#### [EXTRACTED RECORDS]

──────

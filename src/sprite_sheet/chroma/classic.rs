//! 经典 RGB 距离抠像。

use super::edge::{despill, unblend};
use super::{ALPHA_FLOOR, ChromaKeyOptions, MATCH_EPSILON, NEAR_TRANSPARENT, ResolvedKey, erase_masked, magenta_dominance};
use crate::sprite_sheet::flood::{flood_fill_from_borders, touches_mask};
use crate::sprite_sheet::key_color::KeyColorSample;
use crate::sprite_sheet::{PixelBuffer, Rgb};

/// RGB 距离容差：`BASE + similarity * RANGE`，品红键色再按主导度放大。
const TOLERANCE_BASE: f32 = 24.0;
const TOLERANCE_RANGE: f32 = 150.0;
const MAGENTA_TOLERANCE_BOOST: f32 = 0.5;

pub(crate) fn tolerance(key: &ResolvedKey, options: &ChromaKeyOptions) -> f32 {
    let base = TOLERANCE_BASE + options.similarity * TOLERANCE_RANGE;
    if key.magenta {
        base * (1.0 + MAGENTA_TOLERANCE_BOOST * key.dominance)
    } else {
        base
    }
}

pub(super) fn apply(buffer: &mut PixelBuffer, options: &ChromaKeyOptions, sample: &KeyColorSample) {
    let key = ResolvedKey::new(options, sample);
    let tol = tolerance(&key, options);
    let tol_sq = tol * tol;

    let mask = flood_fill_from_borders(buffer, |_, _, [r, g, b, a]| {
        a <= NEAR_TRANSPARENT || (Rgb::new(r, g, b).distance_sq(key.color) as f32) <= tol_sq
    });
    let erased = erase_masked(buffer, &mask);

    let width = buffer.width();
    let height = buffer.height();
    let soft = tol * (1.6 + options.smoothness * 2.4);
    let strength = 0.4 + 0.6 * options.smoothness;
    let mut softened = 0usize;

    for y in 0..height {
        for x in 0..width {
            if !touches_mask(&mask, width, height, x, y) {
                continue;
            }
            let Some(i) = buffer.index_of(x, y) else {
                continue;
            };
            let px = &mut buffer.as_bytes_mut()[i..i + 4];
            if px[3] == 0 {
                continue;
            }

            let m = edge_match(px, &key, tol, soft);
            if m < MATCH_EPSILON {
                continue;
            }

            let alpha = px[3] as f32 * (1.0 - m * strength);
            if alpha < ALPHA_FLOOR {
                px[3] = 0;
                softened += 1;
                continue;
            }

            let alpha_f = alpha / 255.0;
            unblend(px, key.color, alpha_f);
            despill(px, key.color, options.spill * (1.0 - alpha_f * 0.5));
            px[3] = alpha.round() as u8;
            softened += 1;
        }
    }

    log::debug!(
        "🧹 classic 抠像：键色=({}, {}, {}) 容差={:.1} 擦除={} 边缘={}",
        key.color.r,
        key.color.g,
        key.color.b,
        tol,
        erased,
        softened
    );
}

/// 边缘像素与背景的匹配度 `[0, 1]`。
fn edge_match(px: &[u8], key: &ResolvedKey, tol: f32, soft: f32) -> f32 {
    if key.magenta {
        let pd = magenta_dominance(px[0], px[1], px[2]);
        let balance = 1.0 - (px[0] as f32 - px[2] as f32).abs() / 255.0;
        return (pd * balance / key.dominance.max(0.2)).clamp(0.0, 1.0);
    }
    let d = (Rgb::new(px[0], px[1], px[2]).distance_sq(key.color) as f32).sqrt();
    if soft <= tol {
        return if d <= tol { 1.0 } else { 0.0 };
    }
    (1.0 - (d - tol) / (soft - tol)).clamp(0.0, 1.0)
}

#[cfg(test)]
mod tests {
    use super::*;
    use crate::sprite_sheet::chroma::test_support::sprite_on_background;
    use crate::sprite_sheet::key_color::{self, KeyColorMode};

    /// 16x16：背景 + 一圈单像素描边 (5..11) + 实心核心 (6..10)。
    fn ringed_sprite(bg: [u8; 4], ring: [u8; 4], core: [u8; 4]) -> PixelBuffer {
        let mut buf = PixelBuffer::new_transparent(16, 16).expect("alloc failed");
        for y in 0..16 {
            for x in 0..16 {
                let rgba = if (6..10).contains(&x) && (6..10).contains(&y) {
                    core
                } else if (5..11).contains(&x) && (5..11).contains(&y) {
                    ring
                } else {
                    bg
                };
                buf.set(x, y, rgba);
            }
        }
        buf
    }

    #[test]
    fn blended_rim_is_removed_and_core_kept() {
        let mut buf = sprite_on_background(32, [40, 40, 200, 255], [255, 0, 255, 255]);
        let sample = key_color::detect(&buf);
        assert_eq!(sample.mode, KeyColorMode::Magenta);

        apply(&mut buf, &ChromaKeyOptions::default(), &sample);

        let rim = buf.get(7, 16).expect("rim pixel");
        assert!(rim[3] < 255, "rim alpha should drop, got {:?}", rim);
        let core = buf.get(8, 16).expect("core pixel");
        assert_eq!(core, [40, 40, 200, 255]);
    }

    #[test]
    fn red_key_uses_color_distance() {
        let mut buf = sprite_on_background(32, [20, 20, 20, 255], [230, 20, 20, 255]);
        let sample = key_color::detect(&buf);
        assert_eq!(sample.mode, KeyColorMode::Red);

        apply(&mut buf, &ChromaKeyOptions::default(), &sample);
        assert_eq!(buf.alpha(0, 0), 0);
        assert_eq!(buf.alpha(3, 20), 0);
        assert_eq!(buf.get(16, 16), Some([20, 20, 20, 255]));
    }

    #[test]
    fn magenta_key_widens_tolerance() {
        let options = ChromaKeyOptions::default();
        let magenta = ResolvedKey::new(&options, &KeyColorSample::DEFAULT);
        let gray = ResolvedKey::new(
            &ChromaKeyOptions {
                key_color: Some(Rgb::new(90, 90, 90)),
                ..options
            },
            &KeyColorSample::DEFAULT,
        );
        assert!(tolerance(&magenta, &options) > tolerance(&gray, &options));
    }

    #[test]
    fn partial_match_edge_is_graded_unblended_and_despilled() {
        let ring = [180, 70, 150, 255];
        let mut buf = ringed_sprite([255, 0, 255, 255], ring, [30, 160, 60, 255]);
        let sample = key_color::detect(&buf);
        assert_eq!(sample.mode, KeyColorMode::Magenta);

        apply(&mut buf, &ChromaKeyOptions::default(), &sample);

        assert_eq!(buf.alpha(0, 0), 0);
        let edge = buf.get(5, 8).expect("edge pixel");
        assert!(edge[3] >= 24 && edge[3] < 255, "edge alpha should be graded, got {:?}", edge);
        assert!((edge[3] as i32 - 223).abs() <= 2, "unexpected edge alpha {:?}", edge);
        // 反混合抬高了被键色压低的 G，去溢色把 R/B 拉向 G
        assert!(edge[1] > ring[1], "green should be unblended upward, got {:?}", edge);
        assert!(edge[0] < ring[0] && edge[2] < ring[2], "spill should be reduced, got {:?}", edge);
        assert!(edge[0] > edge[1] && edge[2] > edge[1], "despill overshot, got {:?}", edge);
        assert_eq!(buf.get(7, 8), Some([30, 160, 60, 255]));
    }

    #[test]
    fn weak_match_edge_is_left_untouched() {
        let ring = [120, 100, 110, 255];
        let mut buf = ringed_sprite([255, 0, 255, 255], ring, [30, 160, 60, 255]);
        let sample = key_color::detect(&buf);

        apply(&mut buf, &ChromaKeyOptions::default(), &sample);

        assert_eq!(buf.alpha(0, 0), 0);
        assert_eq!(buf.get(5, 8), Some(ring));
        assert_eq!(buf.get(5, 5), Some(ring));
    }

    #[test]
    fn strong_match_edge_below_floor_is_erased() {
        let options = ChromaKeyOptions {
            key_color: Some(Rgb::new(0, 200, 0)),
            similarity: 0.0,
            smoothness: 1.0,
            ..ChromaKeyOptions::default()
        };
        let mut buf = ringed_sprite([0, 200, 0, 255], [0, 200, 30, 255], [40, 40, 200, 255]);

        apply(&mut buf, &options, &KeyColorSample::DEFAULT);

        assert_eq!(buf.alpha(0, 0), 0);
        // 距离 30 刚好超出容差 24，未被填充，但匹配度约 0.92，衰减后低于下限
        assert_eq!(buf.alpha(5, 8), 0);
        assert_eq!(buf.alpha(10, 10), 0);
        assert_eq!(buf.get(7, 7), Some([40, 40, 200, 255]));
    }
}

──────

#### [ACTION ITEM]
The lines above that hold the string "strength" are to be located and copied.

#### [PROBLEM SOLUTION]
    let strength = 0.4 + 0.6 * options.smoothness;
            let alpha = px[3] as f32 * (1.0 - m * strength);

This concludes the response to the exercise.